Stored data

^^^^^^^^^^^^^^^^

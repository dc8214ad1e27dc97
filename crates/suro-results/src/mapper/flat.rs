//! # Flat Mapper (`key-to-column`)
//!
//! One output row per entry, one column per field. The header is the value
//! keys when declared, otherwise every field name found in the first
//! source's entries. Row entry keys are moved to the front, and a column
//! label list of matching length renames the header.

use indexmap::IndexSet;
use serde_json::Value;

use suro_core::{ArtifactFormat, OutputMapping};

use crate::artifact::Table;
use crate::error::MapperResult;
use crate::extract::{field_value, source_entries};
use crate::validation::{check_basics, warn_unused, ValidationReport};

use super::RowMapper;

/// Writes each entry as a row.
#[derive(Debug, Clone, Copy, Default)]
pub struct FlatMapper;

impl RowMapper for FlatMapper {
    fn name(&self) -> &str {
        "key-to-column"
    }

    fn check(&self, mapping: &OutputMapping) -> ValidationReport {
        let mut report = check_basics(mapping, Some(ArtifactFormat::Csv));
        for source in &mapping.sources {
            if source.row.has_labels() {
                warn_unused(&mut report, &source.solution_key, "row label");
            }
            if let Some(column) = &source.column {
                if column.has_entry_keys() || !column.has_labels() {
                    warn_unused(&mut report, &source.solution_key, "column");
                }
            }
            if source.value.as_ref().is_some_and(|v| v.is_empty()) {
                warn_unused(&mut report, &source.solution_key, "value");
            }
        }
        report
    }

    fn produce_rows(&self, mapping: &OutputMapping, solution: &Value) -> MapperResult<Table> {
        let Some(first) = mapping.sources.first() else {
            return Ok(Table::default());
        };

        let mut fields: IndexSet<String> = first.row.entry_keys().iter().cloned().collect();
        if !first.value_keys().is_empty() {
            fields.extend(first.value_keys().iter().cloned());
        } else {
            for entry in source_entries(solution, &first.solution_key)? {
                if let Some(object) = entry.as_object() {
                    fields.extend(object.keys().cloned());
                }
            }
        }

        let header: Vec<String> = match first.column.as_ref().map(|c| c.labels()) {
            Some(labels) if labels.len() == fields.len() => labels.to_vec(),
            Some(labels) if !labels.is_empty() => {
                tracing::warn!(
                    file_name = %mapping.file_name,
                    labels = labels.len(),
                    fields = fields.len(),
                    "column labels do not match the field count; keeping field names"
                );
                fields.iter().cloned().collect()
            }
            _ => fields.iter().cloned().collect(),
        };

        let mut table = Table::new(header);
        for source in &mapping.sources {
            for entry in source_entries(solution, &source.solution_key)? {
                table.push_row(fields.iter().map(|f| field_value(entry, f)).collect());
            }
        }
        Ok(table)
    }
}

^^^^^^^^^^^^^^^^

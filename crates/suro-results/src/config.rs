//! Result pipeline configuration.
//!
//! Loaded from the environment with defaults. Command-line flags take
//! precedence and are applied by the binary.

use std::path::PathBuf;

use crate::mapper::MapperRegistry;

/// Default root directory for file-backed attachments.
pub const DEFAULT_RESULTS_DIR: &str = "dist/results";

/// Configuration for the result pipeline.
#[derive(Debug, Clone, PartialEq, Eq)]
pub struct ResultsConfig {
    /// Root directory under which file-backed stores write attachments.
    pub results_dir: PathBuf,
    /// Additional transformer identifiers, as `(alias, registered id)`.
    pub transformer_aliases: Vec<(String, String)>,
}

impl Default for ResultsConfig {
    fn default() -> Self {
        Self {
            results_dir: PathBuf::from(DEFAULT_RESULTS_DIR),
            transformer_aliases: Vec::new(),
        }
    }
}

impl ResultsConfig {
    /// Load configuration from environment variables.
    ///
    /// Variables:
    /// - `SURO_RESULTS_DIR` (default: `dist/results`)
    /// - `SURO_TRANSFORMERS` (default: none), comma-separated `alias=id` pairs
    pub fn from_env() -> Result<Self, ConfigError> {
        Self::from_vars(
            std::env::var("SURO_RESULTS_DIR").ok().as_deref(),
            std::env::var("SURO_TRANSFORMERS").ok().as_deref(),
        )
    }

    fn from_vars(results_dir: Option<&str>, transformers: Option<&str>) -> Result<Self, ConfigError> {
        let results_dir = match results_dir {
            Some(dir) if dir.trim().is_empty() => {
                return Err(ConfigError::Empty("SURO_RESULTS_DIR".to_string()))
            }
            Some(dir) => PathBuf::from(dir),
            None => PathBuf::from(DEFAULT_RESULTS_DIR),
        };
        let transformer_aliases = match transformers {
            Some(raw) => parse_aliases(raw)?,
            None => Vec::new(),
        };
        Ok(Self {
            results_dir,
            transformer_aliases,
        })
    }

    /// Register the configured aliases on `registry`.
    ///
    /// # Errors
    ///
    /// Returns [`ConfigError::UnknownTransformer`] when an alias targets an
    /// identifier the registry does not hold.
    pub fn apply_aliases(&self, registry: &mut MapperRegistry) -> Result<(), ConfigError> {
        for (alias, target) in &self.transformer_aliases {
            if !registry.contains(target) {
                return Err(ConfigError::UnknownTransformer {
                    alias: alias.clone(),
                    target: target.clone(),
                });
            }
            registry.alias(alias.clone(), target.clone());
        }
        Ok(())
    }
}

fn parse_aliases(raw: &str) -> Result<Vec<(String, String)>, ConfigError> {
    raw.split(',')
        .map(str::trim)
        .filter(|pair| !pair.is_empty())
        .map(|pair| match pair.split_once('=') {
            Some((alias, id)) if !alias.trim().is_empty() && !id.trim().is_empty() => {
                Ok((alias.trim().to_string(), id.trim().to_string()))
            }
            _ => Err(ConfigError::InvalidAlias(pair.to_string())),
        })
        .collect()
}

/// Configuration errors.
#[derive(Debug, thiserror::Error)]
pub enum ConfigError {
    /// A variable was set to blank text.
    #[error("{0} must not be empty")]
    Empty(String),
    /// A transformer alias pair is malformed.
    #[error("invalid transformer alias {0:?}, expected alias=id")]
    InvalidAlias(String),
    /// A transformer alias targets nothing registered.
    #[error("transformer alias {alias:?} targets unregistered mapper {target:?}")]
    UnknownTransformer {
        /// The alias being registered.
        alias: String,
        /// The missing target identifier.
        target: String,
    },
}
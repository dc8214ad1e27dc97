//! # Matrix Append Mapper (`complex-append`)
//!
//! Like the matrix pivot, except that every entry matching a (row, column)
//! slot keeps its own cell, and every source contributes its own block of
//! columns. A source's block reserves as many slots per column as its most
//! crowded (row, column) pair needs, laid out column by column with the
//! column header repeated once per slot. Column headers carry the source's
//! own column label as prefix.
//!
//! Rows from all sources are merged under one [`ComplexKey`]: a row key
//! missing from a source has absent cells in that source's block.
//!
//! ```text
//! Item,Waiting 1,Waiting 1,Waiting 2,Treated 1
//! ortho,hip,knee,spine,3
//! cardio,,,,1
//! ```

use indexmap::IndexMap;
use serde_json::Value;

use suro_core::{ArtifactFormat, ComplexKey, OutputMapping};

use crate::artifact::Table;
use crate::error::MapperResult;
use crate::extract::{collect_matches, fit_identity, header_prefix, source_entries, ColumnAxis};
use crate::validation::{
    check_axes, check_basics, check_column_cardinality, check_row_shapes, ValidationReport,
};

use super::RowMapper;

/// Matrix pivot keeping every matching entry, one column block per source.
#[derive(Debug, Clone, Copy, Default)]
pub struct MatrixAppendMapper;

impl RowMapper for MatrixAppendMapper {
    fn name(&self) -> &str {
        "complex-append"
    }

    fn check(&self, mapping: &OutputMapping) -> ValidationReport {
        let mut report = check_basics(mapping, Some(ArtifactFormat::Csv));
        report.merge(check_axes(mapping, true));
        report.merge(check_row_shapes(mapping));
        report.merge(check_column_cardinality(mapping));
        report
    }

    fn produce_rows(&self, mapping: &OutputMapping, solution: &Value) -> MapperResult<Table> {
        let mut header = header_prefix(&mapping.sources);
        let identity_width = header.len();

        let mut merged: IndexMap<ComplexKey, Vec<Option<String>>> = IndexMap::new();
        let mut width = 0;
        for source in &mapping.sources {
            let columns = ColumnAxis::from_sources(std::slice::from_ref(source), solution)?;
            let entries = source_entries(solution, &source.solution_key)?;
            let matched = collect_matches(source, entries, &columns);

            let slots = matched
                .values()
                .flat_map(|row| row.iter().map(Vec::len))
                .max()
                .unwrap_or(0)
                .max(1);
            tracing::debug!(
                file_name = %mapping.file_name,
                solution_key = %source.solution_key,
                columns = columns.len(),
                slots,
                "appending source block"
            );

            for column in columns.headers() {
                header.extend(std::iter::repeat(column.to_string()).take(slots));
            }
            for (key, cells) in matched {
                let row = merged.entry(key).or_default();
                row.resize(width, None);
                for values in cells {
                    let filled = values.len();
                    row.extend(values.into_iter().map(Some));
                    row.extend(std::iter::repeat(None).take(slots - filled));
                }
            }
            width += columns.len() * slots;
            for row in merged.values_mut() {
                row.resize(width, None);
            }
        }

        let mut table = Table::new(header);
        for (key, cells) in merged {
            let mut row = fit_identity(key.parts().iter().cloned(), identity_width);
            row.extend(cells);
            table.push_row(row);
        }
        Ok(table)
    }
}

^^^^^^^^^^^^^^^^

> [WHAT YOU HAVE TO DO]: A single number is expected: how many lines of the data hold the string "pivot".

> [TASK SOLUTION]: 2